About this exercise – Only the lines from the top of the data through the line with "pub async fn index(_req: HttpRequest)" should be repeated, each exactly as written.
Input records section start
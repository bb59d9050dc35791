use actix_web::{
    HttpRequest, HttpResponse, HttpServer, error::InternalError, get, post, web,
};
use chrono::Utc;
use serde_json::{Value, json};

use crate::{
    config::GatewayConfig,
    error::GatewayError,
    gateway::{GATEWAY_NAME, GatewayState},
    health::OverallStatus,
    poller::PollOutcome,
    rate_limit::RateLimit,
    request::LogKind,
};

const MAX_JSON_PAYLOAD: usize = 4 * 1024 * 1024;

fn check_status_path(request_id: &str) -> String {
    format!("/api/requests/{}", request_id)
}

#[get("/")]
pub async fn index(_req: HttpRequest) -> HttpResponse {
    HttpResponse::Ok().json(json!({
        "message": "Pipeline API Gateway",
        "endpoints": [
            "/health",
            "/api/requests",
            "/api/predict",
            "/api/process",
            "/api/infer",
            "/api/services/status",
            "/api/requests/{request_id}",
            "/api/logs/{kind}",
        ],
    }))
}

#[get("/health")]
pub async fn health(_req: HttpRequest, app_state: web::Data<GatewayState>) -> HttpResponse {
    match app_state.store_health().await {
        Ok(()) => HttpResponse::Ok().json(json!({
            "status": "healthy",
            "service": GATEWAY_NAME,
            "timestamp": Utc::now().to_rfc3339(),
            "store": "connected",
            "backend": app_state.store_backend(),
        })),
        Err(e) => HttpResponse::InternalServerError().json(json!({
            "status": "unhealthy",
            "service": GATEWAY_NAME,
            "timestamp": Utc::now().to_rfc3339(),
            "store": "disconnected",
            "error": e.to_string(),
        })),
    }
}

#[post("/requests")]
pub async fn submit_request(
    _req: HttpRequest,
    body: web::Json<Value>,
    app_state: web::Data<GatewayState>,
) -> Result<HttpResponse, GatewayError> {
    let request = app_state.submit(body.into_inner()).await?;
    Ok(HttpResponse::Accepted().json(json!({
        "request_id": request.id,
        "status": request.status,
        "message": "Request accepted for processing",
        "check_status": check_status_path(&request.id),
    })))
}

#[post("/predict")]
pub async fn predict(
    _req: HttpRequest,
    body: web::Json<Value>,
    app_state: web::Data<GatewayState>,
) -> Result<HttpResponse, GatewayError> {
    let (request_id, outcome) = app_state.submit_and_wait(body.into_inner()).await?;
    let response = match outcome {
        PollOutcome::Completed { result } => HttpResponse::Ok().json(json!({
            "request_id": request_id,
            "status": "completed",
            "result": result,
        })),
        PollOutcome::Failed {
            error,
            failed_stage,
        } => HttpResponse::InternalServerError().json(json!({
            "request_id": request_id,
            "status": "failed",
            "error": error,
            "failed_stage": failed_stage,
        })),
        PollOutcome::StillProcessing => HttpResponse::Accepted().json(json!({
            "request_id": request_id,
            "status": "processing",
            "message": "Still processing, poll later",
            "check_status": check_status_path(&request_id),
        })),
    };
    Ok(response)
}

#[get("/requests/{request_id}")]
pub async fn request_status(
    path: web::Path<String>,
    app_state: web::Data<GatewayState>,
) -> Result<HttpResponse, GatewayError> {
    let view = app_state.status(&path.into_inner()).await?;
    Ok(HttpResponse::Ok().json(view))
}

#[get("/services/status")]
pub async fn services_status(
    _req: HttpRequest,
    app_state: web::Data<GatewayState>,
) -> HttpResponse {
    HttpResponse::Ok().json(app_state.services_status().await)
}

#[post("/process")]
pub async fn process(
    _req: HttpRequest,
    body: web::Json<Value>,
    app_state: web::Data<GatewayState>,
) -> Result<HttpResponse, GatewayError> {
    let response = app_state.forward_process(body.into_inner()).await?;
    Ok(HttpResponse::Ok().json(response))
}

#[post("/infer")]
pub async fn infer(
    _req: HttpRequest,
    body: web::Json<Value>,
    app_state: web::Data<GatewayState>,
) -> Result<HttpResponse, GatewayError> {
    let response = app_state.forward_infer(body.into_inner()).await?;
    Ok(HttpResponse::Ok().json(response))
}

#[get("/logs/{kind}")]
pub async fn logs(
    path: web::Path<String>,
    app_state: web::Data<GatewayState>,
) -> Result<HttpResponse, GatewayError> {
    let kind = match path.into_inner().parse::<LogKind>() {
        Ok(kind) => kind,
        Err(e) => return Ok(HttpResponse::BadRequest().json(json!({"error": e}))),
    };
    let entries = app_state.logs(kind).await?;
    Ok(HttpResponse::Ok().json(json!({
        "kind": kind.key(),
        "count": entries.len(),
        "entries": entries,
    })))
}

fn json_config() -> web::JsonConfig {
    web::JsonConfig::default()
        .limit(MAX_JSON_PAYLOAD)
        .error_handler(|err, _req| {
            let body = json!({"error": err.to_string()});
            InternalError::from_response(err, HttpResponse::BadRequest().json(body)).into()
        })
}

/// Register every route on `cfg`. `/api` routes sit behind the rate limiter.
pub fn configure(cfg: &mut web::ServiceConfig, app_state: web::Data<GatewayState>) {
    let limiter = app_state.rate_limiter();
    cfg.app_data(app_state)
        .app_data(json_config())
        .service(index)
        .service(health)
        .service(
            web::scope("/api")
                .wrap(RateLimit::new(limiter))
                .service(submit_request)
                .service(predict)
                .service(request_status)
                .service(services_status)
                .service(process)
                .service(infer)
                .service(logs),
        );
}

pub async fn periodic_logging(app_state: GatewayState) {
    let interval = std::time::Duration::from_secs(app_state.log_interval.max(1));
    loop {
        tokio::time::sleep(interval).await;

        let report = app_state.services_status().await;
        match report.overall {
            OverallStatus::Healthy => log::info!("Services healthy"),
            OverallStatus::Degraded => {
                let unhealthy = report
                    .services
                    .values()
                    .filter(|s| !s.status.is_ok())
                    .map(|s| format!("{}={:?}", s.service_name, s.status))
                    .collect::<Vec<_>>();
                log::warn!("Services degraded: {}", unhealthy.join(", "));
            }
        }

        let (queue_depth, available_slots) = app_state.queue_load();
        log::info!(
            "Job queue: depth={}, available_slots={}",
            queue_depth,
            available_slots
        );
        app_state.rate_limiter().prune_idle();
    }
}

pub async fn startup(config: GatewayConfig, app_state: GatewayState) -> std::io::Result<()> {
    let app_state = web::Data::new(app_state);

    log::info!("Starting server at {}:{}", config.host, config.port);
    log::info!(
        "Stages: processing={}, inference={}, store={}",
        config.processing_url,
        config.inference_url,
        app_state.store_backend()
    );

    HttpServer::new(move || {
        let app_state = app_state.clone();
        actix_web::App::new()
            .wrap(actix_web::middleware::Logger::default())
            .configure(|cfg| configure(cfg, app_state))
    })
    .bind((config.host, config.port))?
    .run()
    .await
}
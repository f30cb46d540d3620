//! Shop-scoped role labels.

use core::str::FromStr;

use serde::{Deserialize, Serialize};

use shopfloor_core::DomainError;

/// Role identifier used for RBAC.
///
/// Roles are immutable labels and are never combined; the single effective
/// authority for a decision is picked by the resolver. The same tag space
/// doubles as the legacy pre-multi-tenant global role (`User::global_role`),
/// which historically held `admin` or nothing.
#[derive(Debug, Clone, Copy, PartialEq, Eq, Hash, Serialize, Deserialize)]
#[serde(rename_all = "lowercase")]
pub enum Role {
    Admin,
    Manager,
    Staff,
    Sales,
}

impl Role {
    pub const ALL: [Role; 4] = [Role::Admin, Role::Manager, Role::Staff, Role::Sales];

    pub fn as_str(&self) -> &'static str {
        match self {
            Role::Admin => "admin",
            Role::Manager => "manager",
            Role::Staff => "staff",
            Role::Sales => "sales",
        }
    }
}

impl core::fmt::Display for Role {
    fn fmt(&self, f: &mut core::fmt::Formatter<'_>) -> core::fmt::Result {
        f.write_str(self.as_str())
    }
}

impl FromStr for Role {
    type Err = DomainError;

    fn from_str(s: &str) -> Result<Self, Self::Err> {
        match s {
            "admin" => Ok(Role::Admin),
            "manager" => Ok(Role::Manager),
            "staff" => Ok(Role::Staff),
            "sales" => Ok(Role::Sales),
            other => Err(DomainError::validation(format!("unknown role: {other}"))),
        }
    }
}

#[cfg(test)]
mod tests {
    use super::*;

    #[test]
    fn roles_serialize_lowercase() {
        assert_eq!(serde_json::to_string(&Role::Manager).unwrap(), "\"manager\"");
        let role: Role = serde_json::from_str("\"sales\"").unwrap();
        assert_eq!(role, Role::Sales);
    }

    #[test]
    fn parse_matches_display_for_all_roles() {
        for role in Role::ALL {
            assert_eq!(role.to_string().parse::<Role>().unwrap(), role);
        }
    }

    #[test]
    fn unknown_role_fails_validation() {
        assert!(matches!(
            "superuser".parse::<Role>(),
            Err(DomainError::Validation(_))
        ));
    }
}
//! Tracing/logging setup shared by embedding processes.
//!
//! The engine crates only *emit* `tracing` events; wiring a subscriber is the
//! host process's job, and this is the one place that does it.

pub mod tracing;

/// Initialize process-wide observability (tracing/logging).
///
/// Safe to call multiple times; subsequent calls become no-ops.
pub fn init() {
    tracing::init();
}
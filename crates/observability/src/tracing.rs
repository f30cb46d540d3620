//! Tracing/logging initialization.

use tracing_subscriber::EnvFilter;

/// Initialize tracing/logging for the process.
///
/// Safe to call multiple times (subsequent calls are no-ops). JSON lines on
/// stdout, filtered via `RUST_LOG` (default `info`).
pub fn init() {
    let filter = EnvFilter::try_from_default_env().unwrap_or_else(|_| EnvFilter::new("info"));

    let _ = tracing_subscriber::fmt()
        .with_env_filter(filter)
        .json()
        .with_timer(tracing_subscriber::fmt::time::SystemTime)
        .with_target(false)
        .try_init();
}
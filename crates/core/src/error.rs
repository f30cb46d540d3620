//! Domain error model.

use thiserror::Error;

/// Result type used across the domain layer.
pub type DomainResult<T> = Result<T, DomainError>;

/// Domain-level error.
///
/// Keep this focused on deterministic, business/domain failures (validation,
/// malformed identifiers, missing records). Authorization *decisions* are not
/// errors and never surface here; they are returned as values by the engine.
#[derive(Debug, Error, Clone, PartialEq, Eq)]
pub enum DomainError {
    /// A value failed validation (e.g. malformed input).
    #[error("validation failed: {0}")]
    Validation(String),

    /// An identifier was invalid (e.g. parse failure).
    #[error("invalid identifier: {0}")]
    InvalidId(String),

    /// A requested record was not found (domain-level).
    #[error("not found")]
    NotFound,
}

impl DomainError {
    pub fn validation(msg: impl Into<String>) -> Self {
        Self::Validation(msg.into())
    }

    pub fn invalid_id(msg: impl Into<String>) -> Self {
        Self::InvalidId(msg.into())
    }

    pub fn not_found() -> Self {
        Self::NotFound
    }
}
Input records section end
Response for this exercise –
repository bb59d9050dc35791
use actix_web::{
    HttpRequest, HttpResponse, HttpServer, error::InternalError, get, post, web,
};
use chrono::Utc;
use serde_json::{Value, json};

use crate::{
    config::GatewayConfig,
    error::GatewayError,
    gateway::{GATEWAY_NAME, GatewayState},
    health::OverallStatus,
    poller::PollOutcome,
    rate_limit::RateLimit,
    request::LogKind,
};

const MAX_JSON_PAYLOAD: usize = 4 * 1024 * 1024;

fn check_status_path(request_id: &str) -> String {
    format!("/api/requests/{}", request_id)
}

#[get("/")]
pub async fn index(_req: HttpRequest) -> HttpResponse {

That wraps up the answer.